RECORDS FOR THIS TASK: Begin
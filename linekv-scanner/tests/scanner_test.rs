use linekv_scanner::{
    Position, RuleSet, ScanContext, ScanError, ScanRule, Scanner, SourceContext, Token, TokenKind,
};
use pretty_assertions::assert_eq;
use std::io::Cursor;

type Ctx = SourceContext<Cursor<String>>;

/// Scans `text` into `(kind, lexeme)` pairs. The terminal token shows as
/// `(Error, <error message>)`.
fn scan(text: &str) -> Vec<(TokenKind, String)> {
    Scanner::from_text(text)
        .map(|token| {
            let shown = match token.error() {
                Some(err) => err.to_string(),
                None => token.lexeme().unwrap_or_default().to_string(),
            };
            (token.kind(), shown)
        })
        .collect()
}

fn pairs(expected: &[(TokenKind, &str)]) -> Vec<(TokenKind, String)> {
    expected
        .iter()
        .map(|(kind, text)| (*kind, text.to_string()))
        .collect()
}

#[test]
fn test_key_value_line() {
    assert_eq!(
        scan("key=value\n"),
        pairs(&[
            (TokenKind::Atom, "key"),
            (TokenKind::Equal, "="),
            (TokenKind::Atom, "value"),
            (TokenKind::NewLine, "\n"),
            (TokenKind::Error, "end of source"),
        ])
    );
}

#[test]
fn test_consecutive_equal_signs_scan_one_at_a_time() {
    let tokens = scan("=====");
    assert_eq!(tokens.len(), 6);
    for (kind, text) in &tokens[..5] {
        assert_eq!(*kind, TokenKind::Equal);
        assert_eq!(text, "=");
    }
    assert_eq!(tokens[5].0, TokenKind::Error);
}

#[test]
fn test_whitespace_runs_are_maximal() {
    assert_eq!(
        scan("a \t b"),
        pairs(&[
            (TokenKind::Atom, "a"),
            (TokenKind::WhiteSpace, " \t "),
            (TokenKind::Atom, "b"),
            (TokenKind::Error, "end of source"),
        ])
    );
}

#[test]
fn test_newline_is_never_merged() {
    assert_eq!(
        scan("\n\n"),
        pairs(&[
            (TokenKind::NewLine, "\n"),
            (TokenKind::NewLine, "\n"),
            (TokenKind::Error, "end of source"),
        ])
    );
}

#[test]
fn test_carriage_return_is_whitespace() {
    assert_eq!(
        scan("a=b\r\n"),
        pairs(&[
            (TokenKind::Atom, "a"),
            (TokenKind::Equal, "="),
            (TokenKind::Atom, "b"),
            (TokenKind::WhiteSpace, "\r"),
            (TokenKind::NewLine, "\n"),
            (TokenKind::Error, "end of source"),
        ])
    );
}

#[test]
fn test_quoted_strings() {
    let cases = [
        (r#""this is a test""#, "this is a test"),
        ("'this is a test'", "this is a test"),
        (r"'this \'is\' a test'", "this 'is' a test"),
        (r"'\'\'\'\'\''", "'''''"),
        (r#""it's""#, "it's"),
        (r#"'say "hi"'"#, r#"say "hi""#),
        (r#""back\\slash""#, r"back\slash"),
        ("\"\"", ""),
        ("\"two\nlines\"", "two\nlines"),
    ];
    for (input, expected) in cases {
        let tokens = scan(input);
        assert_eq!(
            tokens,
            pairs(&[
                (TokenKind::QuotedString, expected),
                (TokenKind::Error, "end of source"),
            ]),
            "input: {input}"
        );
    }
}

#[test]
fn test_unterminated_quote_ends_stream() {
    let tokens: Vec<Token> = Scanner::from_text("a=\"open").collect();
    assert_eq!(tokens.len(), 3);
    let terminal = &tokens[2];
    assert!(terminal.is_terminal());
    assert!(matches!(
        terminal.error(),
        Some(ScanError::UnterminatedQuote {
            delimiter: '"',
            position: Position {
                line: 1,
                column: 3,
                offset: 2
            }
        })
    ));
}

#[test]
fn test_trailing_escape_is_unterminated() {
    let tokens: Vec<Token> = Scanner::from_text("'abc\\'").collect();
    assert_eq!(tokens.len(), 1);
    assert!(matches!(
        tokens[0].error(),
        Some(ScanError::UnterminatedQuote { .. })
    ));
}

#[test]
fn test_atom_absorbs_quotes_after_first_char() {
    assert_eq!(
        scan("key\"x\"=1"),
        pairs(&[
            (TokenKind::Atom, "key\"x\""),
            (TokenKind::Equal, "="),
            (TokenKind::Atom, "1"),
            (TokenKind::Error, "end of source"),
        ])
    );
}

#[test]
fn test_atom_at_end_of_source_is_kept() {
    assert_eq!(
        scan("level=warn"),
        pairs(&[
            (TokenKind::Atom, "level"),
            (TokenKind::Equal, "="),
            (TokenKind::Atom, "warn"),
            (TokenKind::Error, "end of source"),
        ])
    );
}

#[test]
fn test_unidentified_swallows_up_to_whitespace() {
    assert_eq!(
        scan("\u{7}bell=1 x"),
        pairs(&[
            (TokenKind::Unidentified, "\u{7}bell=1"),
            (TokenKind::WhiteSpace, " "),
            (TokenKind::Atom, "x"),
            (TokenKind::Error, "end of source"),
        ])
    );
}

#[test]
fn test_unicode_atoms() {
    assert_eq!(
        scan("名前=値 ключ=значение"),
        pairs(&[
            (TokenKind::Atom, "名前"),
            (TokenKind::Equal, "="),
            (TokenKind::Atom, "値"),
            (TokenKind::WhiteSpace, " "),
            (TokenKind::Atom, "ключ"),
            (TokenKind::Equal, "="),
            (TokenKind::Atom, "значение"),
            (TokenKind::Error, "end of source"),
        ])
    );
}

#[test]
fn test_single_pass() {
    let mut scanner = Scanner::from_text("a");
    assert_eq!(scanner.next().map(|t| t.kind()), Some(TokenKind::Atom));
    assert_eq!(scanner.next().map(|t| t.kind()), Some(TokenKind::Error));
    assert!(scanner.is_finished());
    assert!(scanner.next().is_none());
    assert!(scanner.next().is_none());
    assert!(scanner.tokenize().is_empty());
}

#[test]
fn test_token_positions() {
    let positions: Vec<(TokenKind, Position)> = Scanner::from_text("a=1\n  b")
        .map(|token| (token.kind(), token.position()))
        .collect();
    assert_eq!(
        positions,
        vec![
            (TokenKind::Atom, Position::at(1, 1, 0)),
            (TokenKind::Equal, Position::at(1, 2, 1)),
            (TokenKind::Atom, Position::at(1, 3, 2)),
            (TokenKind::NewLine, Position::at(1, 4, 3)),
            (TokenKind::WhiteSpace, Position::at(2, 1, 4)),
            (TokenKind::Atom, Position::at(2, 3, 6)),
            (TokenKind::Error, Position::at(2, 4, 7)),
        ]
    );
}

#[test]
fn test_invalid_utf8_ends_stream() {
    let tokens: Vec<Token> = Scanner::from_reader(&b"a=\xC0b\n"[..]).collect();
    let kinds: Vec<TokenKind> = tokens.iter().map(Token::kind).collect();
    assert_eq!(kinds, vec![TokenKind::Atom, TokenKind::Equal, TokenKind::Error]);
    assert!(matches!(
        tokens[2].error(),
        Some(ScanError::InvalidUtf8 { offset: 2 })
    ));
}

#[test]
fn test_invalid_utf8_inside_atom_keeps_prefix() {
    let tokens: Vec<Token> = Scanner::from_reader(&b"k=val\xFF"[..]).collect();
    assert_eq!(tokens.len(), 4);
    assert_eq!(tokens[2].lexeme(), Some("val"));
    assert!(matches!(
        tokens[3].error(),
        Some(ScanError::InvalidUtf8 { offset: 5 })
    ));
}

#[test]
fn test_lossy_config_replaces_invalid_bytes() {
    let tokens: Vec<Token> = Scanner::builder(&b"a=\xC0b\n"[..])
        .config(linekv_scanner::ScanConfig::lossy())
        .build()
        .collect();
    assert_eq!(tokens[2].lexeme(), Some("\u{FFFD}b"));
    assert_eq!(tokens[3].kind(), TokenKind::NewLine);
    assert!(tokens[4].error().is_some_and(ScanError::is_end_of_source));
}

// --- Custom rule sets -----------------------------------------------------------------

/// Claims every code point but never consumes it.
struct StuckRule;

impl ScanRule<Ctx> for StuckRule {
    fn try_match(&mut self, ctx: &mut Ctx) -> Result<Option<Token>, ScanError> {
        Ok(Some(Token::new(TokenKind::Atom, "", ctx.position())))
    }
}

#[test]
fn test_rule_without_progress_ends_stream() {
    let context = SourceContext::new(Cursor::new("abc".to_string()));
    let rules: RuleSet<Ctx> = vec![Box::new(StuckRule)];
    let mut scanner = Scanner::new(context, rules);
    let token = scanner.next_token().expect("terminal token");
    assert!(matches!(token.error(), Some(ScanError::NoProgress { .. })));
    assert!(scanner.next_token().is_none());
}

#[test]
fn test_no_matching_rule_ends_stream() {
    let context = SourceContext::new(Cursor::new("abc".to_string()));
    let mut scanner: Scanner<Ctx> = Scanner::new(context, Vec::new());
    let token = scanner.next_token().expect("terminal token");
    assert!(matches!(
        token.error(),
        Some(ScanError::Unrecognized { found: 'a', .. })
    ));
}

/// Matches runs of digits.
struct DigitsRule;

impl ScanRule<Ctx> for DigitsRule {
    fn try_match(&mut self, ctx: &mut Ctx) -> Result<Option<Token>, ScanError> {
        let position = ctx.position();
        let digits = ctx.consume_while(|ch| ch.is_ascii_digit())?;
        if digits.is_empty() {
            return Ok(None);
        }
        Ok(Some(Token::new(TokenKind::Number, digits, position)))
    }

    fn priority(&self) -> i32 {
        25
    }

    fn quick_check(&self, first_char: char) -> Option<bool> {
        Some(first_char.is_ascii_digit())
    }
}

#[test]
fn test_custom_rule_takes_priority_over_atoms() {
    let context = SourceContext::new(Cursor::new("n=42".to_string()));
    let mut rules = linekv_scanner::default_rules::<Ctx>();
    rules.push(Box::new(DigitsRule));
    let kinds: Vec<TokenKind> = Scanner::new(context, rules).map(|t| t.kind()).collect();
    assert_eq!(
        kinds,
        vec![
            TokenKind::Atom,
            TokenKind::Equal,
            TokenKind::Number,
            TokenKind::Error
        ]
    );
}

#[test]
fn test_context_consume_while() {
    let mut context = SourceContext::new(Cursor::new("abc def".to_string()));
    assert_eq!(context.consume_while(|ch| ch != ' ').unwrap(), "abc");
    assert_eq!(context.peek().unwrap(), Some(' '));
    assert_eq!(context.offset(), 3);
}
RECORDS FOR THIS TASK: End
Copy out exactly the lines running from the line with "let mut context" to the end of the records, inclusive.

* OUTPUT OF THE EXERCISE:
    let mut context = SourceContext::new(Cursor::new("abc def".to_string()));
    assert_eq!(context.consume_while(|ch| ch != ' ').unwrap(), "abc");
    assert_eq!(context.peek().unwrap(), Some(' '));
    assert_eq!(context.offset(), 3);
}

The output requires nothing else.